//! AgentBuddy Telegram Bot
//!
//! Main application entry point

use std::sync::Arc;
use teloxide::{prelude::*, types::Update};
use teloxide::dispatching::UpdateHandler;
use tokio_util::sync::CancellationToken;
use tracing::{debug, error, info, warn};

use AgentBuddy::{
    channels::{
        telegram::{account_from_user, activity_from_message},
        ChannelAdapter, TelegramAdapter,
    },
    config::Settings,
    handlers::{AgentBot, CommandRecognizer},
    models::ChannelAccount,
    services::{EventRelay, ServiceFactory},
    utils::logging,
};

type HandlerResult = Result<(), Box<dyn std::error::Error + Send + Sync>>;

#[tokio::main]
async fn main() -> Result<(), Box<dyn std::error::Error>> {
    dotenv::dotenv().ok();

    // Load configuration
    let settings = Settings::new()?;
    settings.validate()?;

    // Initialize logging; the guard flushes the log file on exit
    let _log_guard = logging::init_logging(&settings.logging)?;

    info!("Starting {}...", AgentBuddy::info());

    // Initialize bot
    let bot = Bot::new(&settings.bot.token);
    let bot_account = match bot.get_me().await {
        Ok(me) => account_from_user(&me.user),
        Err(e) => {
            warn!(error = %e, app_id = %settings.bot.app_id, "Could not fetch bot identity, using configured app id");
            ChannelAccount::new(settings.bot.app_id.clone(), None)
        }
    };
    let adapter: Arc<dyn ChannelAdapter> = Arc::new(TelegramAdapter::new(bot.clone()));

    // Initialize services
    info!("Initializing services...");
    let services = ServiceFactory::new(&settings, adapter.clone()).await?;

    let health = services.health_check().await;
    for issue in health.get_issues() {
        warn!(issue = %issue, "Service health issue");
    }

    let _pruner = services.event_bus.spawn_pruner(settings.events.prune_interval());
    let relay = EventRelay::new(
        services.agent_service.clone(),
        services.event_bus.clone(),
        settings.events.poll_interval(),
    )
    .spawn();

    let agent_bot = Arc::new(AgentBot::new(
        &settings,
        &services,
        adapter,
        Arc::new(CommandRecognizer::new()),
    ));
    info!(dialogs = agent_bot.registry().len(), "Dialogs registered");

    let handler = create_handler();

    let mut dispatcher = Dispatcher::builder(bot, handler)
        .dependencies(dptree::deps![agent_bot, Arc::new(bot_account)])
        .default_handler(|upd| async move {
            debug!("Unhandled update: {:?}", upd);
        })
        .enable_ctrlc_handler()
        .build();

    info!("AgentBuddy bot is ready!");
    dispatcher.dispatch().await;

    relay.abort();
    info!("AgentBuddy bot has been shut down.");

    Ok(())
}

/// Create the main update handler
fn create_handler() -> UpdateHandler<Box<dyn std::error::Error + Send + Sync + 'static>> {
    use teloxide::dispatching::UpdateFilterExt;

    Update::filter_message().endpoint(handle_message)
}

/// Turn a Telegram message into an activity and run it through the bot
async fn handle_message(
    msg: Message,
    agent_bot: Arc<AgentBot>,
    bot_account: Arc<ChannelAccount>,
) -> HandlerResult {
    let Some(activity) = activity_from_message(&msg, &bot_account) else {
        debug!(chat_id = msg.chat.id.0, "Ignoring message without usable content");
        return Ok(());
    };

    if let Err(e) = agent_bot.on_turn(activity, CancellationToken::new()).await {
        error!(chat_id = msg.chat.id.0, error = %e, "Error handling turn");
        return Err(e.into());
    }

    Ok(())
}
######
Determine how many lines of the listing hold the word "TelegramAdapter", then write only that number.

2